MIT Committee on Assessment of Biohazards: Policy for Safety Testing of Lentiviral Vector Stocks for Replication Competent Particles
Containment for Pseudotyped Lentiviral Vector systems: BL2 but BL2+ if transgene/insert is involved in oncogenesis: The CAB recognizes the enhanced safety features embedded in the latest lentiviral vector systems. These safety features, the use of multiple plasmids for vector packaging, the deletion of overlapping sequences between the packaging plasmids plus the minimalist design of the vector backbone itself, are all aimed at reducing the risk of generation of replication competent virus during vector stock preparation. According to published data, certain lentiviral vector systems generate less than 1 replication competent particle in 10^8 vector particles to 1 in 10^12 depending on the vector-packaging system. Publications, along with data and personal communication from various investigators developing and using these plasmid systems indicate that detection of replication competent virus is difficult to none detected (personal communication, Prof. Inder Verma, Salk Institute).
Even though there is published data to indicate that these vectors may indeed be safer, less rep+ virus, they are also more efficient and effective. This latter property may increase the risk to researchers in case of accidental exposure to the vector. Thus the CAB decided to retain the same containment paradigm for lentiviral systems as for the murine retroviral vector systems. BL2 containment is acceptable for lentiviral vectors with non-oncogenic transgenes. BL2+ containment should be used with these vectors when they express potentially oncogenic gene products. BL2+ procedures and practices provides additional physical barriers to further minimize the chance of possible accidental exposures.
Characterization of Lentiviral Vector Stocks: Use of one assay for rep+ particles, reduced testing frequency and submission of data to EHS Office (Biosafety) for CAB review: The CAB has decided that investigators should select and use one assay for replication competent viral contaminants and show that the assay works and is sensitive. This assay should be one that the PI is familiar with and able to do on a relatively routine basis. Investigators must assay at least two consecutive independently generated lentiviral vector preps to show that the lentiviral vector system works as expected from publications, in their hands, in their laboratory. The investigator must send the results of the assay on these two preps to the CAB via the EHS Office: Biosafety Programs. Once the lentiviral vector system is working as safely as expected investigators are not required to test every lentiviral vector preparation. The frequency of testing of vector stocks is dependent upon the frequency of generation of vector preps (see below). The information submitted by researchers to the CAB will help the committee assess whether these requirements provide the appropriate level of oversight for this research or whether more frequent testing is needed.

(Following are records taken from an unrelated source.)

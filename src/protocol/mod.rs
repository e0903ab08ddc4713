use chrono::{DateTime, Utc};
use serde::{Deserialize, Serialize};
use std::collections::HashMap;
use std::fmt;
use thiserror::Error;

/// Recording descriptor yielded by a call log source
#[derive(Debug, Clone, Serialize, Deserialize)]
pub struct RecordingDescriptor {
    /// Stable identifier, derived from the source recording id
    pub id: String,
    /// Opaque reference the blob fetcher resolves to raw audio bytes
    pub fetch_ref: String,
    /// Estimated audio duration in seconds; 0 when unknown before fetch
    #[serde(default)]
    pub estimated_duration_seconds: f64,
    /// Optional caller metadata carried through to the report sink
    #[serde(default, skip_serializing_if = "Option::is_none")]
    pub metadata: Option<HashMap<String, String>>,
}

impl RecordingDescriptor {
    /// Create a new descriptor with the given id, fetch reference and estimate
    pub fn new(
        id: impl Into<String>,
        fetch_ref: impl Into<String>,
        estimated_duration_seconds: f64,
    ) -> Self {
        Self {
            id: id.into(),
            fetch_ref: fetch_ref.into(),
            estimated_duration_seconds,
            metadata: None,
        }
    }
}

/// Lifecycle states of a job
///
/// Done, Failed and Skipped are terminal; a job is never deleted, only
/// transitioned.
#[derive(Debug, Clone, Copy, PartialEq, Eq, Hash, Serialize, Deserialize)]
pub enum JobState {
    Pending,
    Fetching,
    Fetched,
    Transcribing,
    Done,
    Failed,
    Skipped,
}

impl JobState {
    /// Whether this state ends the job's lifecycle
    pub fn is_terminal(&self) -> bool {
        matches!(self, JobState::Done | JobState::Failed | JobState::Skipped)
    }
}

impl fmt::Display for JobState {
    fn fmt(&self, f: &mut fmt::Formatter<'_>) -> fmt::Result {
        let s = match self {
            JobState::Pending => "pending",
            JobState::Fetching => "fetching",
            JobState::Fetched => "fetched",
            JobState::Transcribing => "transcribing",
            JobState::Done => "done",
            JobState::Failed => "failed",
            JobState::Skipped => "skipped",
        };
        f.write_str(s)
    }
}

/// A single unit of work: fetch one recording, transcribe it
#[derive(Debug, Clone)]
pub struct Job {
    /// Stable job id, taken from the descriptor
    pub id: String,
    /// Reference handed to the blob fetcher
    pub fetch_ref: String,
    /// Duration estimate used for quota admission
    pub estimated_duration_seconds: f64,
    /// Current lifecycle state
    pub state: JobState,
    /// Number of transient attempts consumed so far
    pub attempt_count: u32,
    /// Message of the most recent failure, if any
    pub last_error: Option<String>,
    /// Caller metadata from the descriptor
    pub metadata: Option<HashMap<String, String>>,
    /// Fetched audio bytes, kept across transcribe retries so a requeued
    /// job does not re-fetch
    pub audio: Option<Vec<u8>>,
}

impl Job {
    /// Build a pending job from a descriptor
    pub fn from_descriptor(descriptor: RecordingDescriptor) -> Self {
        Self {
            id: descriptor.id,
            fetch_ref: descriptor.fetch_ref,
            estimated_duration_seconds: descriptor.estimated_duration_seconds,
            state: JobState::Pending,
            attempt_count: 0,
            last_error: None,
            metadata: descriptor.metadata,
            audio: None,
        }
    }
}

/// Classification of a stage failure
///
/// The scheduler's handling is driven entirely by this kind: transient
/// failures retry with backoff, rate limits cool the credential down,
/// invalid input fails the job immediately, auth failures exclude the
/// credential, and fatal errors abort the run before dispatch.
#[derive(Debug, Clone, Copy, PartialEq, Eq, Hash, Serialize, Deserialize)]
pub enum ErrorKind {
    /// Network timeout, 5xx; worth retrying with backoff
    Transient,
    /// 429 / quota-exceeded signal from the provider
    RateLimited,
    /// Corrupt or undecodable audio; retrying cannot help
    InvalidInput,
    /// Credential revoked or expired
    AuthFailure,
    /// Configuration problem; aborts the run
    Fatal,
}

impl ErrorKind {
    /// Stable lowercase name used in logs and summary maps
    pub fn as_str(&self) -> &'static str {
        match self {
            ErrorKind::Transient => "transient",
            ErrorKind::RateLimited => "rate_limited",
            ErrorKind::InvalidInput => "invalid_input",
            ErrorKind::AuthFailure => "auth_failure",
            ErrorKind::Fatal => "fatal",
        }
    }
}

impl fmt::Display for ErrorKind {
    fn fmt(&self, f: &mut fmt::Formatter<'_>) -> fmt::Result {
        f.write_str(self.as_str())
    }
}

/// Error returned by a pipeline stage (fetch or transcribe)
#[derive(Debug, Clone, Error)]
#[error("{kind}: {message}")]
pub struct StageError {
    /// Failure classification driving the scheduler's response
    pub kind: ErrorKind,
    /// Human-readable detail for logs and checkpoint records
    pub message: String,
}

impl StageError {
    /// Create a stage error with an explicit kind
    pub fn new(kind: ErrorKind, message: impl Into<String>) -> Self {
        Self {
            kind,
            message: message.into(),
        }
    }

    /// Network timeout / 5xx style failure
    pub fn transient(message: impl Into<String>) -> Self {
        Self::new(ErrorKind::Transient, message)
    }

    /// 429 / quota-exceeded rejection
    pub fn rate_limited(message: impl Into<String>) -> Self {
        Self::new(ErrorKind::RateLimited, message)
    }

    /// Undecodable or unsupported input
    pub fn invalid_input(message: impl Into<String>) -> Self {
        Self::new(ErrorKind::InvalidInput, message)
    }

    /// Revoked or expired credential
    pub fn auth_failure(message: impl Into<String>) -> Self {
        Self::new(ErrorKind::AuthFailure, message)
    }

    /// Unrecoverable configuration problem
    pub fn fatal(message: impl Into<String>) -> Self {
        Self::new(ErrorKind::Fatal, message)
    }
}

/// Durable record of a job's terminal outcome
///
/// At most one record per job id is authoritative (the latest); a resumed
/// run skips any id whose record is already terminal.
#[derive(Debug, Clone, Serialize, Deserialize)]
pub struct CheckpointRecord {
    /// Job this record belongs to
    pub job_id: String,
    /// Terminal state reached (Done, Failed or Skipped)
    pub final_state: JobState,
    /// When the outcome was recorded
    pub timestamp: DateTime<Utc>,
    /// Opaque handle to the persisted transcript, when Done
    pub output_ref: Option<String>,
}

impl CheckpointRecord {
    /// Create a record stamped with the current time
    pub fn new(job_id: impl Into<String>, final_state: JobState, output_ref: Option<String>) -> Self {
        Self {
            job_id: job_id.into(),
            final_state,
            timestamp: Utc::now(),
            output_ref,
        }
    }

    /// Serialize this record to MessagePack format
    pub fn to_bytes(&self) -> Result<Vec<u8>, rmp_serde::encode::Error> {
        rmp_serde::to_vec(self)
    }

    /// Deserialize from MessagePack format
    pub fn from_bytes(bytes: &[u8]) -> Result<Self, rmp_serde::decode::Error> {
        rmp_serde::from_slice(bytes)
    }
}

/// Metadata handed to the report sink alongside the transcript
#[derive(Debug, Clone, Serialize, Deserialize)]
pub struct ReportMetadata {
    /// Audio duration estimate the job was admitted with
    pub duration_seconds: f64,
    /// Credential that produced the transcript
    pub credential_id: String,
    /// Transient attempts the job consumed
    pub attempt_count: u32,
    /// Completion time
    pub completed_at: DateTime<Utc>,
    /// Caller metadata from the descriptor
    #[serde(default, skip_serializing_if = "Option::is_none")]
    pub extra: Option<HashMap<String, String>>,
}

/// Lifetime usage totals for one credential
#[derive(Debug, Clone, Serialize, Deserialize)]
pub struct CredentialUsage {
    /// Configured credential id
    pub id: String,
    /// Total requests committed over the run
    pub requests: u64,
    /// Total audio seconds committed over the run
    pub audio_seconds: f64,
    /// Whether the credential was permanently excluded
    pub excluded: bool,
}

/// End-of-run summary
#[derive(Debug, Clone, Default, Serialize, Deserialize)]
pub struct RunSummary {
    /// Correlation id of the run that produced this summary
    pub run_id: String,
    /// Jobs transcribed and checkpointed Done
    pub processed: u64,
    /// Jobs below the minimum duration threshold
    pub skipped: u64,
    /// Jobs that exhausted retries or hit unretryable errors
    pub failed: u64,
    /// Wall-clock run duration in seconds
    pub duration_seconds: f64,
    /// Failure counts keyed by error kind name
    pub failures_by_kind: HashMap<String, u64>,
    /// Per-credential usage totals
    pub credential_usage: Vec<CredentialUsage>,
}

impl fmt::Display for RunSummary {
    fn fmt(&self, f: &mut fmt::Formatter<'_>) -> fmt::Result {
        write!(
            f,
            "processed={}, skipped={}, failed={}, elapsed={:.1}s",
            self.processed, self.skipped, self.failed, self.duration_seconds
        )
    }
}

#[cfg(test)]
mod tests {
    use super::*;

    #[test]
    fn test_terminal_states() {
        assert!(JobState::Done.is_terminal());
        assert!(JobState::Failed.is_terminal());
        assert!(JobState::Skipped.is_terminal());
        assert!(!JobState::Pending.is_terminal());
        assert!(!JobState::Fetching.is_terminal());
        assert!(!JobState::Transcribing.is_terminal());
    }

    #[test]
    fn test_descriptor_json_roundtrip() {
        let descriptor = RecordingDescriptor::new("rec-42", "calls/rec-42.mp3", 87.5);
        let json = serde_json::to_string(&descriptor).unwrap();
        let back: RecordingDescriptor = serde_json::from_str(&json).unwrap();

        assert_eq!(back.id, "rec-42");
        assert_eq!(back.fetch_ref, "calls/rec-42.mp3");
        assert_eq!(back.estimated_duration_seconds, 87.5);
    }

    #[test]
    fn test_descriptor_duration_defaults_to_zero() {
        let descriptor: RecordingDescriptor =
            serde_json::from_str(r#"{"id":"rec-1","fetch_ref":"a.mp3"}"#).unwrap();
        assert_eq!(descriptor.estimated_duration_seconds, 0.0);
    }

    #[test]
    fn test_checkpoint_record_serialization() {
        let record = CheckpointRecord::new("rec-7", JobState::Done, Some("out/rec-7".to_string()));

        let bytes = record.to_bytes().unwrap();
        let back = CheckpointRecord::from_bytes(&bytes).unwrap();

        assert_eq!(back.job_id, "rec-7");
        assert_eq!(back.final_state, JobState::Done);
        assert_eq!(back.output_ref.as_deref(), Some("out/rec-7"));
    }

    #[test]
    fn test_stage_error_kinds() {
        assert_eq!(StageError::transient("timeout").kind, ErrorKind::Transient);
        assert_eq!(StageError::rate_limited("429").kind, ErrorKind::RateLimited);
        assert_eq!(StageError::invalid_input("bad wav").kind, ErrorKind::InvalidInput);
        assert_eq!(StageError::auth_failure("revoked").kind, ErrorKind::AuthFailure);
        assert_eq!(StageError::fatal("no credentials").kind, ErrorKind::Fatal);
    }

    #[test]
    fn test_stage_error_display() {
        let err = StageError::rate_limited("quota exceeded");
        assert_eq!(err.to_string(), "rate_limited: quota exceeded");
    }

    #[test]
    fn test_job_from_descriptor() {
        let job = Job::from_descriptor(RecordingDescriptor::new("rec-1", "a.mp3", 12.0));
        assert_eq!(job.state, JobState::Pending);
        assert_eq!(job.attempt_count, 0);
        assert!(job.audio.is_none());
        assert!(job.last_error.is_none());
    }
}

• All vector preps should be tested until at least two consecutive preps give the expected negative (undetected) results in the selected assay. The rep+ assay needs to be done in such a way that a measure of the sensitivity of the assay can be assessed as well.
• Once researchers have gained enough experience with these vectors, and these vectors work in their lab as expected (based on the results from two vector preps), researchers will NOT be required to test every vector preparation. Depending on the frequency that vector preps are generated within a group, vector preps should be tested on a periodic basis. Some groups will generate and use multiple preps a week, others will be making far fewer. Laboratories that generate multiple vector preps a month should test 3 representative preps every 2-3 months. Low frequency (low number of preps generated) labs should test 2 vector preps every 4-6 months. A low frequency lab generates and uses up a prep approximately every month or so. This is difficult to specify but the committee is asking that about 1 in every three preps be tested. This will provide “ongoing” testing but will not require that every prep be tested as long as the investigators are able to show that they are able to generate at least two consecutive independent preps with no detectable rep+ virus.
• The CAB requires that the data on detection of rep+ viral particles be submitted in a timely manner. The data must also indicate and show the sensitivity of the assay. Receipt of this data is necessary for continued CAB and EHS Office (Biosafety) approval of the research project.